Copy out every record that follows, word for word.

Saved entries
----------------

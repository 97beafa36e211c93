//! Universal Asynchronous Receiver-Transmitter (UART).
//!
//! The transmit half of a 16550: bytes written to THR go straight to a host
//! sink (stdout unless overridden) and LSR always reports an idle
//! transmitter, so polling drivers never block. There is no receive path;
//! every other register reads as zero and ignores writes.

use std::fmt;
use std::io::{self, Write};

use tracing::warn;

use crate::common::MemWidth;
use crate::soc::traits::Device;

/// Size of the UART register window.
pub const UART_SIZE: u64 = 0x100;

/// Transmitter Holding Register (Write).
const REG_THR: u64 = 0;
/// Line Status Register.
const REG_LSR: u64 = 5;

/// Line Status Register: Transmitter Holding Register Empty.
const LSR_THRE: u64 = 0x20;
/// Line Status Register: Transmitter Empty.
const LSR_TEMT: u64 = 0x40;

/// 16550 UART, transmit only.
pub struct Uart {
    base_addr: u64,
    sink: Box<dyn Write + Send>,
}

impl fmt::Debug for Uart {
    fn fmt(&self, f: &mut fmt::Formatter<'_>) -> fmt::Result {
        f.debug_struct("Uart")
            .field("base_addr", &format_args!("{:#x}", self.base_addr))
            .finish_non_exhaustive()
    }
}

impl Uart {
    /// Creates a UART at `base_addr` that prints to stdout.
    pub fn new(base_addr: u64) -> Self {
        Self::with_sink(base_addr, Box::new(io::stdout()))
    }

    /// Creates a UART at `base_addr` writing transmitted bytes to `sink`.
    pub fn with_sink(base_addr: u64, sink: Box<dyn Write + Send>) -> Self {
        Self { base_addr, sink }
    }
}

impl Device for Uart {
    fn name(&self) -> &str {
        "UART0"
    }

    fn address_range(&self) -> (u64, u64) {
        (self.base_addr, UART_SIZE)
    }

    fn read(&mut self, offset: u64, _width: MemWidth) -> u64 {
        match offset {
            REG_LSR => LSR_THRE | LSR_TEMT,
            _ => 0,
        }
    }

    fn write(&mut self, offset: u64, value: u64, _width: MemWidth) {
        if offset != REG_THR {
            return;
        }
        let byte = [value as u8];
        if let Err(err) = self.sink.write_all(&byte).and_then(|()| self.sink.flush()) {
            warn!(%err, "uart: host sink write failed");
        }
    }
}
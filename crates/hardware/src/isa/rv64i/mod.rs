//! RISC-V Base Integer Instruction Set (I).
//!
//! # Structure
//!
//! - `opcodes`: Major opcodes (Load, Store, Branch, Jal, OpImm, OpReg, etc.).
//! - `funct3`: Minor opcodes distinguishing instructions within a major opcode.
//! - `funct7`: Additional opcode bits for R-type and shift-immediate instructions.

/// Function code 3 definitions for base integer operations.
pub mod funct3;

/// Function code 7 (and RV64 funct6) definitions for base integer operations.
pub mod funct7;

/// Base integer instruction set opcodes.
pub mod opcodes;
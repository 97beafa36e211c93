//! RISC-V architectural state.
//!
//! Only the integer register file is architectural state of this core; the
//! program counter and reservation set live directly on [`Cpu`](crate::core::Cpu).

/// General-Purpose Register file implementation.
pub mod gpr;

pub use gpr::Gpr;
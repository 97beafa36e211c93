//! CPU Core Definition and Initialization.
//!
//! This module defines the central `Cpu` structure, the explicit context every
//! instruction handler operates on. It holds:
//! 1. **Architectural State:** The register file and program counter.
//! 2. **Atomic State:** The hart's LR/SC reservation set.
//! 3. **System Integration:** The system bus with RAM and devices.
//! 4. **Observability:** Retirement statistics and the instruction trace switch.

/// Fetch, decode, and dispatch.
pub mod execution;

/// Memory access helpers for fetch, loads, and stores.
pub mod memory;

use std::fmt;

use crate::config::Config;
use crate::core::arch::Gpr;
use crate::core::units::lsu::ReservationSet;
use crate::isa::abi;
use crate::soc::System;
use crate::stats::SimStats;

pub use execution::Retired;

/// Processor context of a single hart.
///
/// There is no global state: everything an instruction may read or modify is
/// reachable from this value, and handlers receive it by `&mut`.
#[derive(Debug)]
pub struct Cpu {
    /// General-purpose registers.
    pub regs: Gpr,
    /// Program counter of the next instruction to fetch.
    pub pc: u64,
    /// The hart's load reservation.
    pub reservations: ReservationSet,
    /// System bus and devices.
    pub bus: System,
    /// Retirement statistics.
    pub stats: SimStats,
    /// Log every retired instruction at `trace` level.
    pub trace: bool,
}

impl Cpu {
    /// Creates a CPU attached to `system`.
    ///
    /// The PC starts at `general.start_pc` (or the RAM base) and `sp` at
    /// `general.initial_sp` (or the top of RAM). A loader normally moves the
    /// PC to the image entry afterwards.
    pub fn new(system: System, config: &Config) -> Self {
        let mut regs = Gpr::new();
        let sp = config
            .general
            .initial_sp
            .unwrap_or_else(|| config.system.ram_end());
        regs.write(abi::REG_SP, sp);

        Self {
            regs,
            pc: config.general.start_pc.unwrap_or(config.system.ram_base),
            reservations: ReservationSet::new(),
            bus: system,
            stats: SimStats::default(),
            trace: config.general.trace_instructions,
        }
    }

    /// Creates a CPU at `pc` with zeroed registers and default options.
    pub fn with_pc(system: System, pc: u64) -> Self {
        Self {
            regs: Gpr::new(),
            pc,
            reservations: ReservationSet::new(),
            bus: system,
            stats: SimStats::default(),
            trace: false,
        }
    }
}

impl fmt::Display for Cpu {
    /// Register dump used when a run ends on a fatal trap.
    fn fmt(&self, f: &mut fmt::Formatter<'_>) -> fmt::Result {
        writeln!(f, "pc = {:#018x}", self.pc)?;
        write!(f, "{}", self.regs)
    }
}
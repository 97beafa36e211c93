//! Mock devices.

/// `mockall` implementation of the `Device` trait.
pub mod bus;
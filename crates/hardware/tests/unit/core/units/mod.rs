pub mod alu;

----------------

▶ _Problem solution_:
repository 97beafa36e211c93
//! Universal Asynchronous Receiver-Transmitter (UART).
//!
//! The transmit half of a 16550: bytes written to THR go straight to a host
//! sink (stdout unless overridden) and LSR always reports an idle
//! transmitter, so polling drivers never block. There is no receive path;
//! every other register reads as zero and ignores writes.

use std::fmt;
use std::io::{self, Write};

use tracing::warn;

use crate::common::MemWidth;
use crate::soc::traits::Device;

/// Size of the UART register window.
pub const UART_SIZE: u64 = 0x100;

/// Transmitter Holding Register (Write).
const REG_THR: u64 = 0;
/// Line Status Register.
const REG_LSR: u64 = 5;

/// Line Status Register: Transmitter Holding Register Empty.
const LSR_THRE: u64 = 0x20;
/// Line Status Register: Transmitter Empty.
const LSR_TEMT: u64 = 0x40;

/// 16550 UART, transmit only.
pub struct Uart {
    base_addr: u64,
    sink: Box<dyn Write + Send>,
}

impl fmt::Debug for Uart {
    fn fmt(&self, f: &mut fmt::Formatter<'_>) -> fmt::Result {
        f.debug_struct("Uart")
            .field("base_addr", &format_args!("{:#x}", self.base_addr))
            .finish_non_exhaustive()
    }
}

impl Uart {
    /// Creates a UART at `base_addr` that prints to stdout.
    pub fn new(base_addr: u64) -> Self {
        Self::with_sink(base_addr, Box::new(io::stdout()))
    }

    /// Creates a UART at `base_addr` writing transmitted bytes to `sink`.
    pub fn with_sink(base_addr: u64, sink: Box<dyn Write + Send>) -> Self {
        Self { base_addr, sink }
    }
}

impl Device for Uart {
    fn name(&self) -> &str {
        "UART0"
    }

    fn address_range(&self) -> (u64, u64) {
        (self.base_addr, UART_SIZE)
    }

    fn read(&mut self, offset: u64, _width: MemWidth) -> u64 {
        match offset {
            REG_LSR => LSR_THRE | LSR_TEMT,
            _ => 0,
        }
    }

    fn write(&mut self, offset: u64, value: u64, _width: MemWidth) {
        if offset != REG_THR {
            return;
        }
        let byte = [value as u8];
        if let Err(err) = self.sink.write_all(&byte).and_then(|()| self.sink.flush()) {
            warn!(%err, "uart: host sink write failed");
        }
    }
}
filename crates/hardware/src/isa/rv64i/mod.rs
//! RISC-V Base Integer Instruction Set (I).
//!
//! # Structure
//!
//! - `opcodes`: Major opcodes (Load, Store, Branch, Jal, OpImm, OpReg, etc.).
//! - `funct3`: Minor opcodes distinguishing instructions within a major opcode.
//! - `funct7`: Additional opcode bits for R-type and shift-immediate instructions.

/// Function code 3 definitions for base integer operations.
pub mod funct3;

/// Function code 7 (and RV64 funct6) definitions for base integer operations.
pub mod funct7;

/// Base integer instruction set opcodes.
pub mod opcodes;
repository 97beafa36e211c93
//! RISC-V architectural state.
//!
//! Only the integer register file is architectural state of this core; the
//! program counter and reservation set live directly on [`Cpu`](crate::core::Cpu).

/// General-Purpose Register file implementation.
pub mod gpr;

pub use gpr::Gpr;
repository 97beafa36e211c93
//! CPU Core Definition and Initialization.
//!
//! This module defines the central `Cpu` structure, the explicit context every
//! instruction handler operates on. It holds:
//! 1. **Architectural State:** The register file and program counter.
//! 2. **Atomic State:** The hart's LR/SC reservation set.
//! 3. **System Integration:** The system bus with RAM and devices.
//! 4. **Observability:** Retirement statistics and the instruction trace switch.

/// Fetch, decode, and dispatch.
pub mod execution;

/// Memory access helpers for fetch, loads, and stores.
pub mod memory;

use std::fmt;

use crate::config::Config;
use crate::core::arch::Gpr;
use crate::core::units::lsu::ReservationSet;
use crate::isa::abi;
use crate::soc::System;
use crate::stats::SimStats;

pub use execution::Retired;

/// Processor context of a single hart.
///
/// There is no global state: everything an instruction may read or modify is
/// reachable from this value, and handlers receive it by `&mut`.
#[derive(Debug)]
pub struct Cpu {
    /// General-purpose registers.
    pub regs: Gpr,
    /// Program counter of the next instruction to fetch.
    pub pc: u64,
    /// The hart's load reservation.
    pub reservations: ReservationSet,
    /// System bus and devices.
    pub bus: System,
    /// Retirement statistics.
    pub stats: SimStats,
    /// Log every retired instruction at `trace` level.
    pub trace: bool,
}

impl Cpu {
    /// Creates a CPU attached to `system`.
    ///
    /// The PC starts at `general.start_pc` (or the RAM base) and `sp` at
    /// `general.initial_sp` (or the top of RAM). A loader normally moves the
    /// PC to the image entry afterwards.
    pub fn new(system: System, config: &Config) -> Self {
        let mut regs = Gpr::new();
        let sp = config
            .general
            .initial_sp
            .unwrap_or_else(|| config.system.ram_end());
        regs.write(abi::REG_SP, sp);

        Self {
            regs,
            pc: config.general.start_pc.unwrap_or(config.system.ram_base),
            reservations: ReservationSet::new(),
            bus: system,
            stats: SimStats::default(),
            trace: config.general.trace_instructions,
        }
    }

    /// Creates a CPU at `pc` with zeroed registers and default options.
    pub fn with_pc(system: System, pc: u64) -> Self {
        Self {
            regs: Gpr::new(),
            pc,
            reservations: ReservationSet::new(),
            bus: system,
            stats: SimStats::default(),
            trace: false,
        }
    }
}

impl fmt::Display for Cpu {
    /// Register dump used when a run ends on a fatal trap.
    fn fmt(&self, f: &mut fmt::Formatter<'_>) -> fmt::Result {
        writeln!(f, "pc = {:#018x}", self.pc)?;
        write!(f, "{}", self.regs)
    }
}
repository 97beafa36e211c93
//! Mock devices.

/// `mockall` implementation of the `Device` trait.
pub mod bus;
filename crates/hardware/tests/unit/core/units/mod.rs
pub mod alu;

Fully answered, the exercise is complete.